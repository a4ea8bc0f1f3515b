use std::{error::Error as StdError, fmt};

/// A `Result` alias where the `Err` case is `lift::Error`.
pub type Result<T> = std::result::Result<T, Error>;

/// A boxed error type that can be used for dynamic error handling.
pub(crate) type BoxError = Box<dyn StdError + Send + Sync>;

/// The errors that may occur while building or submitting a [`Request`].
///
/// Network-phase outcomes are never reported through this type; they travel
/// inside the [`Response`] as a [`LiftStatus`].
///
/// [`Request`]: crate::Request
/// [`Response`]: crate::Response
/// [`LiftStatus`]: crate::LiftStatus
pub struct Error {
    inner: Box<Inner>,
}

struct Inner {
    kind: Kind,
    source: Option<BoxError>,
}

#[derive(Debug)]
pub(crate) enum Kind {
    /// A request was put together in a contradictory way, e.g. a POST body
    /// mixed with mime fields.
    Builder,
    /// The client could not be constructed or driven.
    Client,
}

impl Error {
    pub(crate) fn new<E>(kind: Kind, source: Option<E>) -> Error
    where
        E: Into<BoxError>,
    {
        Error {
            inner: Box::new(Inner {
                kind,
                source: source.map(Into::into),
            }),
        }
    }

    pub(crate) fn builder<E: Into<BoxError>>(e: E) -> Error {
        Error::new(Kind::Builder, Some(e))
    }

    pub(crate) fn client<E: Into<BoxError>>(e: E) -> Error {
        Error::new(Kind::Client, Some(e))
    }

    /// Returns true if the error came from misusing a request builder.
    pub fn is_builder(&self) -> bool {
        matches!(self.inner.kind, Kind::Builder)
    }

    /// Returns true if the error came from constructing or driving a client.
    pub fn is_client(&self) -> bool {
        matches!(self.inner.kind, Kind::Client)
    }
}

impl fmt::Debug for Error {
    fn fmt(&self, f: &mut fmt::Formatter) -> fmt::Result {
        let mut builder = f.debug_struct("lift::Error");

        builder.field("kind", &self.inner.kind);

        if let Some(ref source) = self.inner.source {
            builder.field("source", source);
        }

        builder.finish()
    }
}

impl fmt::Display for Error {
    fn fmt(&self, f: &mut fmt::Formatter) -> fmt::Result {
        match self.inner.kind {
            Kind::Builder => f.write_str("builder error")?,
            Kind::Client => f.write_str("client error")?,
        }

        if let Some(ref e) = self.inner.source {
            write!(f, ": {e}")?;
        }

        Ok(())
    }
}

impl StdError for Error {
    fn source(&self) -> Option<&(dyn StdError + 'static)> {
        self.inner.source.as_ref().map(|e| &**e as _)
    }
}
################
> _Work to be completed_
Lines from the one containing "pub(crate) fn client<E: Into<BoxError>>(e: E)" through the end of the entries above must be copied exactly; include both ends and no other lines.

> _Expected answer_
    pub(crate) fn client<E: Into<BoxError>>(e: E) -> Error {
        Error::new(Kind::Client, Some(e))
    }

    /// Returns true if the error came from misusing a request builder.
    pub fn is_builder(&self) -> bool {
        matches!(self.inner.kind, Kind::Builder)
    }

    /// Returns true if the error came from constructing or driving a client.
    pub fn is_client(&self) -> bool {
        matches!(self.inner.kind, Kind::Client)
    }
}

impl fmt::Debug for Error {
    fn fmt(&self, f: &mut fmt::Formatter) -> fmt::Result {
        let mut builder = f.debug_struct("lift::Error");

        builder.field("kind", &self.inner.kind);

        if let Some(ref source) = self.inner.source {
            builder.field("source", source);
        }

        builder.finish()
    }
}

impl fmt::Display for Error {
    fn fmt(&self, f: &mut fmt::Formatter) -> fmt::Result {
        match self.inner.kind {
            Kind::Builder => f.write_str("builder error")?,
            Kind::Client => f.write_str("client error")?,
        }

        if let Some(ref e) = self.inner.source {
            write!(f, ": {e}")?;
        }

        Ok(())
    }
}

impl StdError for Error {
    fn source(&self) -> Option<&(dyn StdError + 'static)> {
        self.inner.source.as_ref().map(|e| &**e as _)
    }
}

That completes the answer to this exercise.